(ACTIVITY) When counting, include every line of the data that holds "buffer", then state the total alone.

____ PROVIDED MATERIAL

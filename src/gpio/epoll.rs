use std::io;
use std::os::unix::io::RawFd;
use std::result;
use std::time::Duration;

pub use libc::{epoll_event, EPOLLERR, EPOLLET, EPOLLIN, EPOLLPRI};

pub type Result<T> = result::Result<T, io::Error>;

// Wakes up a thread that's blocked in epoll_wait().
#[derive(Debug)]
pub struct EventFd {
    fd: RawFd,
}

impl EventFd {
    pub fn new() -> Result<EventFd> {
        Ok(EventFd {
            fd: parse_retval!(unsafe { libc::eventfd(0, libc::EFD_NONBLOCK | libc::EFD_SEMAPHORE) })?,
        })
    }

    pub fn notify(&self) -> Result<()> {
        let buffer: u64 = 1;

        parse_retval!(unsafe {
            libc::write(
                self.fd,
                &buffer as *const u64 as *const libc::c_void,
                std::mem::size_of::<u64>(),
            )
        })?;

        Ok(())
    }

    pub fn fd(&self) -> RawFd {
        self.fd
    }
}

impl Drop for EventFd {
    fn drop(&mut self) {
        unsafe {
            libc::close(self.fd);
        }
    }
}

#[derive(Debug)]
pub struct Epoll {
    fd: RawFd,
}

impl Epoll {
    pub fn new() -> Result<Epoll> {
        Ok(Epoll {
            fd: parse_retval!(unsafe { libc::epoll_create1(libc::EPOLL_CLOEXEC) })?,
        })
    }

    pub fn add(&self, fd: RawFd, id: u64, event_mask: i32) -> Result<()> {
        let mut event = libc::epoll_event {
            events: event_mask as u32,
            u64: id,
        };

        parse_retval!(unsafe { libc::epoll_ctl(self.fd, libc::EPOLL_CTL_ADD, fd, &mut event) })?;

        Ok(())
    }

    pub fn wait(&self, events: &mut [libc::epoll_event], timeout: Option<Duration>) -> Result<usize> {
        if events.is_empty() {
            return Ok(0);
        }

        let timeout: i32 = if let Some(duration) = timeout {
            duration.as_millis().min(i32::MAX as u128) as i32
        } else {
            -1
        };

        loop {
            match parse_retval!(unsafe {
                libc::epoll_wait(self.fd, events.as_mut_ptr(), events.len() as i32, timeout)
            }) {
                Ok(num_events) => return Ok(num_events as usize),
                // Retry when a signal handler interrupted the wait.
                Err(ref e) if e.kind() == io::ErrorKind::Interrupted => continue,
                Err(e) => return Err(e),
            }
        }
    }
}

impl Drop for Epoll {
    fn drop(&mut self) {
        unsafe {
            libc::close(self.fd);
        }
    }
}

________

(TASK SOLUTION) 2